• EXERCISE: Give back all of the records exactly.

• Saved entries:
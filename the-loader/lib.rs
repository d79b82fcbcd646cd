pub mod config;

use std::{
  path::{
    Path,
    PathBuf,
  },
  sync::OnceLock,
};

use etcetera::base_strategy::{
  BaseStrategy,
  choose_base_strategy,
};

static CONFIG_FILE: OnceLock<PathBuf> = OnceLock::new();

static LOG_FILE: OnceLock<PathBuf> = OnceLock::new();

/// Name of the directory holding workspace-local settings.
pub const WORKSPACE_DIR: &str = ".the-rewind";

pub fn initialize_config_file(specified_file: Option<PathBuf>) {
  let config_file = specified_file.unwrap_or_else(default_config_file);
  CONFIG_FILE.set(config_file).ok();
}

pub fn initialize_log_file(specified_file: Option<PathBuf>) {
  let log_file = specified_file.unwrap_or_else(default_log_file);
  ensure_parent_dir(&log_file);
  LOG_FILE.set(log_file).ok();
}

pub fn config_dir() -> PathBuf {
  if let Ok(dir) = std::env::var("THE_REWIND_CONFIG_DIR") {
    return expand_tilde(Path::new(&dir));
  }
  let mut path = match choose_base_strategy() {
    Ok(strategy) => strategy.config_dir(),
    Err(err) => {
      log::warn!("unable to find the config directory: {err}");
      std::env::temp_dir()
    },
  };
  path.push("the-rewind");
  path
}

pub fn cache_dir() -> PathBuf {
  if let Ok(dir) = std::env::var("THE_REWIND_CACHE_DIR") {
    return expand_tilde(Path::new(&dir));
  }
  let mut path = match choose_base_strategy() {
    Ok(strategy) => strategy.cache_dir(),
    Err(err) => {
      log::warn!("unable to find the cache directory: {err}");
      std::env::temp_dir()
    },
  };
  path.push("the-rewind");
  path
}

pub fn config_file() -> PathBuf {
  CONFIG_FILE.get_or_init(default_config_file).clone()
}

pub fn log_file() -> PathBuf {
  LOG_FILE
    .get_or_init(|| {
      let path = default_log_file();
      ensure_parent_dir(&path);
      path
    })
    .clone()
}

/// Settings of the workspace containing `dir`.
pub fn workspace_config_file(dir: impl AsRef<Path>) -> PathBuf {
  find_workspace_in(dir).0.join(WORKSPACE_DIR).join("config.toml")
}

pub fn default_log_file() -> PathBuf {
  cache_dir().join("the-rewind.log")
}

/// Merge two TOML documents, merging values from `right` onto `left`
///
/// `merge_depth` sets the nesting depth up to which values are merged instead
/// of overridden.
///
/// When a table exists in both `left` and `right`, the merged table consists of
/// all keys in `left`'s table unioned with all keys in `right` with the values
/// of `right` being merged recursively onto values of `left`.
///
/// `crate::merge_toml_values(a, b, 3)` combines, for example:
///
/// b:
/// ```toml
/// [history]
/// max-commits = 20
/// ```
/// a:
/// ```toml
/// [vcs]
/// program = "/usr/bin/git"
/// [history]
/// max-commits = 50
/// ```
///
/// into:
/// ```toml
/// [vcs]
/// program = "/usr/bin/git"
/// [history]
/// max-commits = 20
/// ```
///
/// Arrays are replaced as a whole.
pub fn merge_toml_values(left: toml::Value, right: toml::Value, merge_depth: usize) -> toml::Value {
  use toml::Value;

  match (left, right) {
    (Value::Table(mut left_map), Value::Table(right_map)) => {
      if merge_depth > 0 {
        for (rname, rvalue) in right_map {
          match left_map.remove(&rname) {
            Some(lvalue) => {
              let merged_value = merge_toml_values(lvalue, rvalue, merge_depth - 1);
              left_map.insert(rname, merged_value);
            },
            None => {
              left_map.insert(rname, rvalue);
            },
          }
        }
        Value::Table(left_map)
      } else {
        Value::Table(right_map)
      }
    },
    // Catch everything else we didn't handle, and use the right value
    (_, value) => value,
  }
}

/// Finds the workspace folder containing `dir`.
///
/// Searches the FS upward from `dir` and returns the first directory that
/// contains either `.git`, `.jj` or `.the-rewind`. If no workspace was found
/// returns (`dir`, true). Otherwise (workspace, false) is returned.
pub fn find_workspace_in(dir: impl AsRef<Path>) -> (PathBuf, bool) {
  let dir = dir.as_ref();
  for ancestor in dir.ancestors() {
    if ancestor.join(".git").exists()
      || ancestor.join(".jj").exists()
      || ancestor.join(WORKSPACE_DIR).exists()
    {
      return (ancestor.to_owned(), false);
    }
  }

  (dir.to_owned(), true)
}

fn expand_tilde(path: &Path) -> PathBuf {
  match path.strip_prefix("~") {
    Ok(rest) => {
      match etcetera::home_dir() {
        Ok(home) => home.join(rest),
        Err(_) => path.to_owned(),
      }
    },
    Err(_) => path.to_owned(),
  }
}

fn default_config_file() -> PathBuf {
  config_dir().join("config.toml")
}

fn ensure_parent_dir(path: &Path) {
  if let Some(parent) = path.parent()
    && !parent.exists()
  {
    std::fs::create_dir_all(parent).ok();
  }
}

• RESPONSE TO THE EXERCISE:
filename the-loader/lib.rs
repository d79b82fcbcd646cd
pub mod config;

use std::{
  path::{
    Path,
    PathBuf,
  },
  sync::OnceLock,
};

use etcetera::base_strategy::{
  BaseStrategy,
  choose_base_strategy,
};

static CONFIG_FILE: OnceLock<PathBuf> = OnceLock::new();

static LOG_FILE: OnceLock<PathBuf> = OnceLock::new();

/// Name of the directory holding workspace-local settings.
pub const WORKSPACE_DIR: &str = ".the-rewind";

pub fn initialize_config_file(specified_file: Option<PathBuf>) {
  let config_file = specified_file.unwrap_or_else(default_config_file);
  CONFIG_FILE.set(config_file).ok();
}

pub fn initialize_log_file(specified_file: Option<PathBuf>) {
  let log_file = specified_file.unwrap_or_else(default_log_file);
  ensure_parent_dir(&log_file);
  LOG_FILE.set(log_file).ok();
}

pub fn config_dir() -> PathBuf {
  if let Ok(dir) = std::env::var("THE_REWIND_CONFIG_DIR") {
    return expand_tilde(Path::new(&dir));
  }
  let mut path = match choose_base_strategy() {
    Ok(strategy) => strategy.config_dir(),
    Err(err) => {
      log::warn!("unable to find the config directory: {err}");
      std::env::temp_dir()
    },
  };
  path.push("the-rewind");
  path
}

pub fn cache_dir() -> PathBuf {
  if let Ok(dir) = std::env::var("THE_REWIND_CACHE_DIR") {
    return expand_tilde(Path::new(&dir));
  }
  let mut path = match choose_base_strategy() {
    Ok(strategy) => strategy.cache_dir(),
    Err(err) => {
      log::warn!("unable to find the cache directory: {err}");
      std::env::temp_dir()
    },
  };
  path.push("the-rewind");
  path
}

pub fn config_file() -> PathBuf {
  CONFIG_FILE.get_or_init(default_config_file).clone()
}

pub fn log_file() -> PathBuf {
  LOG_FILE
    .get_or_init(|| {
      let path = default_log_file();
      ensure_parent_dir(&path);
      path
    })
    .clone()
}

/// Settings of the workspace containing `dir`.
pub fn workspace_config_file(dir: impl AsRef<Path>) -> PathBuf {
  find_workspace_in(dir).0.join(WORKSPACE_DIR).join("config.toml")
}

pub fn default_log_file() -> PathBuf {
  cache_dir().join("the-rewind.log")
}

/// Merge two TOML documents, merging values from `right` onto `left`
///
/// `merge_depth` sets the nesting depth up to which values are merged instead
/// of overridden.
///
/// When a table exists in both `left` and `right`, the merged table consists of
/// all keys in `left`'s table unioned with all keys in `right` with the values
/// of `right` being merged recursively onto values of `left`.
///
/// `crate::merge_toml_values(a, b, 3)` combines, for example:
///
/// b:
/// ```toml
/// [history]
/// max-commits = 20
/// ```
/// a:
/// ```toml
/// [vcs]
/// program = "/usr/bin/git"
/// [history]
/// max-commits = 50
/// ```
///
/// into:
/// ```toml
/// [vcs]
/// program = "/usr/bin/git"
/// [history]
/// max-commits = 20
/// ```
///
/// Arrays are replaced as a whole.
pub fn merge_toml_values(left: toml::Value, right: toml::Value, merge_depth: usize) -> toml::Value {
  use toml::Value;

  match (left, right) {
    (Value::Table(mut left_map), Value::Table(right_map)) => {
      if merge_depth > 0 {
        for (rname, rvalue) in right_map {
          match left_map.remove(&rname) {
            Some(lvalue) => {
              let merged_value = merge_toml_values(lvalue, rvalue, merge_depth - 1);
              left_map.insert(rname, merged_value);
            },
            None => {
              left_map.insert(rname, rvalue);
            },
          }
        }
        Value::Table(left_map)
      } else {
        Value::Table(right_map)
      }
    },
    // Catch everything else we didn't handle, and use the right value
    (_, value) => value,
  }
}

/// Finds the workspace folder containing `dir`.
///
/// Searches the FS upward from `dir` and returns the first directory that
/// contains either `.git`, `.jj` or `.the-rewind`. If no workspace was found
/// returns (`dir`, true). Otherwise (workspace, false) is returned.
pub fn find_workspace_in(dir: impl AsRef<Path>) -> (PathBuf, bool) {
  let dir = dir.as_ref();
  for ancestor in dir.ancestors() {
    if ancestor.join(".git").exists()
      || ancestor.join(".jj").exists()
      || ancestor.join(WORKSPACE_DIR).exists()
    {
      return (ancestor.to_owned(), false);
    }
  }

  (dir.to_owned(), true)
}

fn expand_tilde(path: &Path) -> PathBuf {
  match path.strip_prefix("~") {
    Ok(rest) => {
      match etcetera::home_dir() {
        Ok(home) => home.join(rest),
        Err(_) => path.to_owned(),
      }
    },
    Err(_) => path.to_owned(),
  }
}

fn default_config_file() -> PathBuf {
  config_dir().join("config.toml")
}

fn ensure_parent_dir(path: &Path) {
  if let Some(parent) = path.parent()
    && !parent.exists()
  {
    std::fs::create_dir_all(parent).ok();
  }
}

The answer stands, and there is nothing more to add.